## Assigned task
Even if the data beneath seems repetitive, write it all out again exactly.

## Data provided
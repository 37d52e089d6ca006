//! Error types for rdd-dash HTTP handlers

use axum::{
    async_trait,
    extract::{rejection::JsonRejection, FromRequest, Request},
    http::StatusCode,
    response::{IntoResponse, Response},
    Json,
};
use serde_json::json;
use thiserror::Error;

use crate::workflow::SubmissionError;

/// API error type
#[derive(Debug, Error)]
pub enum ApiError {
    /// Invalid request (400)
    #[error("{0}")]
    BadRequest(String),

    /// Missing session or failed sign-in (401)
    #[error("{0}")]
    Unauthorized(String),

    /// Conflict (409), e.g. a submission already in flight
    #[error("{0}")]
    Conflict(String),

    /// Internal server error (500)
    #[error("Internal server error: {0}")]
    Internal(String),
}

impl From<SubmissionError> for ApiError {
    fn from(err: SubmissionError) -> Self {
        match err {
            SubmissionError::Validation(msg) => ApiError::BadRequest(msg),
            SubmissionError::NotSignedIn => ApiError::Unauthorized(err.to_string()),
            SubmissionError::Busy => ApiError::Conflict(err.to_string()),
        }
    }
}

impl IntoResponse for ApiError {
    fn into_response(self) -> Response {
        let (status, error_code, message) = match self {
            ApiError::BadRequest(msg) => (StatusCode::BAD_REQUEST, "BAD_REQUEST", msg),
            ApiError::Unauthorized(msg) => (StatusCode::UNAUTHORIZED, "UNAUTHORIZED", msg),
            ApiError::Conflict(msg) => (StatusCode::CONFLICT, "CONFLICT", msg),
            ApiError::Internal(msg) => {
                (StatusCode::INTERNAL_SERVER_ERROR, "INTERNAL_ERROR", msg)
            }
        };

        let body = Json(json!({
            "error": {
                "code": error_code,
                "message": message,
            }
        }));

        (status, body).into_response()
    }
}

/// Result type for API handlers
pub type ApiResult<T> = Result<T, ApiError>;

/// `Json` extractor whose rejections use the API error body
///
/// A body that is not JSON, or does not match the target type, is a 400
/// with the `{"error": {code, message}}` shape rather than axum's plain
/// text rejection.
#[derive(Debug, Clone, Copy, Default)]
pub struct ApiJson<T>(pub T);

#[async_trait]
impl<T, S> FromRequest<S> for ApiJson<T>
where
    Json<T>: FromRequest<S, Rejection = JsonRejection>,
    S: Send + Sync,
{
    type Rejection = ApiError;

    async fn from_request(req: Request, state: &S) -> Result<Self, Self::Rejection> {
        let Json(value) = Json::<T>::from_request(req, state)
            .await
            .map_err(|rejection| ApiError::BadRequest(rejection.body_text()))?;
        Ok(ApiJson(value))
    }
}
//! Current view state of a session

use axum::{extract::State, http::HeaderMap, Json};
use rdd_common::Identity;
use serde::Serialize;

use crate::api::auth::require_session;
use crate::error::ApiResult;
use crate::session::UiSession;
use crate::AppState;

/// What the page needs to render its header and result panel
#[derive(Debug, Serialize)]
pub struct ViewResponse {
    pub authenticated: bool,
    pub identity: Option<Identity>,
    pub busy: bool,
    pub message: String,
}

impl ViewResponse {
    pub fn from_session(ui: &UiSession) -> Self {
        let identity = ui.session.current();
        let view = ui.view();
        Self {
            authenticated: identity.is_some(),
            identity,
            busy: view.busy,
            message: view.message,
        }
    }
}

/// GET /api/view
pub async fn get_view(
    State(state): State<AppState>,
    headers: HeaderMap,
) -> ApiResult<Json<ViewResponse>> {
    let ui = require_session(&state, &headers)?;
    Ok(Json(ViewResponse::from_session(&ui)))
}

/// DELETE /api/view/message
pub async fn dismiss_message(
    State(state): State<AppState>,
    headers: HeaderMap,
) -> ApiResult<Json<ViewResponse>> {
    let ui = require_session(&state, &headers)?;
    ui.dismiss_message();
    Ok(Json(ViewResponse::from_session(&ui)))
}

## Response box
repository 37d52e089d6ca006
//! Error types for rdd-dash HTTP handlers

use axum::{
    async_trait,
    extract::{rejection::JsonRejection, FromRequest, Request},
    http::StatusCode,
    response::{IntoResponse, Response},
    Json,
};
use serde_json::json;
use thiserror::Error;

use crate::workflow::SubmissionError;

/// API error type
#[derive(Debug, Error)]
pub enum ApiError {
    /// Invalid request (400)
    #[error("{0}")]
    BadRequest(String),

    /// Missing session or failed sign-in (401)
    #[error("{0}")]
    Unauthorized(String),

    /// Conflict (409), e.g. a submission already in flight
    #[error("{0}")]
    Conflict(String),

    /// Internal server error (500)
    #[error("Internal server error: {0}")]
    Internal(String),
}

impl From<SubmissionError> for ApiError {
    fn from(err: SubmissionError) -> Self {
        match err {
            SubmissionError::Validation(msg) => ApiError::BadRequest(msg),
            SubmissionError::NotSignedIn => ApiError::Unauthorized(err.to_string()),
            SubmissionError::Busy => ApiError::Conflict(err.to_string()),
        }
    }
}

impl IntoResponse for ApiError {
    fn into_response(self) -> Response {
        let (status, error_code, message) = match self {
            ApiError::BadRequest(msg) => (StatusCode::BAD_REQUEST, "BAD_REQUEST", msg),
            ApiError::Unauthorized(msg) => (StatusCode::UNAUTHORIZED, "UNAUTHORIZED", msg),
            ApiError::Conflict(msg) => (StatusCode::CONFLICT, "CONFLICT", msg),
            ApiError::Internal(msg) => {
                (StatusCode::INTERNAL_SERVER_ERROR, "INTERNAL_ERROR", msg)
            }
        };

        let body = Json(json!({
            "error": {
                "code": error_code,
                "message": message,
            }
        }));

        (status, body).into_response()
    }
}

/// Result type for API handlers
pub type ApiResult<T> = Result<T, ApiError>;

/// `Json` extractor whose rejections use the API error body
///
/// A body that is not JSON, or does not match the target type, is a 400
/// with the `{"error": {code, message}}` shape rather than axum's plain
/// text rejection.
#[derive(Debug, Clone, Copy, Default)]
pub struct ApiJson<T>(pub T);

#[async_trait]
impl<T, S> FromRequest<S> for ApiJson<T>
where
    Json<T>: FromRequest<S, Rejection = JsonRejection>,
    S: Send + Sync,
{
    type Rejection = ApiError;

    async fn from_request(req: Request, state: &S) -> Result<Self, Self::Rejection> {
        let Json(value) = Json::<T>::from_request(req, state)
            .await
            .map_err(|rejection| ApiError::BadRequest(rejection.body_text()))?;
        Ok(ApiJson(value))
    }
}
//! Current view state of a session

use axum::{extract::State, http::HeaderMap, Json};
use rdd_common::Identity;
use serde::Serialize;

use crate::api::auth::require_session;
use crate::error::ApiResult;
use crate::session::UiSession;
use crate::AppState;

/// What the page needs to render its header and result panel
#[derive(Debug, Serialize)]
pub struct ViewResponse {
    pub authenticated: bool,
    pub identity: Option<Identity>,
    pub busy: bool,
    pub message: String,
}

impl ViewResponse {
    pub fn from_session(ui: &UiSession) -> Self {
        let identity = ui.session.current();
        let view = ui.view();
        Self {
            authenticated: identity.is_some(),
            identity,
            busy: view.busy,
            message: view.message,
        }
    }
}

/// GET /api/view
pub async fn get_view(
    State(state): State<AppState>,
    headers: HeaderMap,
) -> ApiResult<Json<ViewResponse>> {
    let ui = require_session(&state, &headers)?;
    Ok(Json(ViewResponse::from_session(&ui)))
}

/// DELETE /api/view/message
pub async fn dismiss_message(
    State(state): State<AppState>,
    headers: HeaderMap,
) -> ApiResult<Json<ViewResponse>> {
    let ui = require_session(&state, &headers)?;
    ui.dismiss_message();
    Ok(Json(ViewResponse::from_session(&ui)))
}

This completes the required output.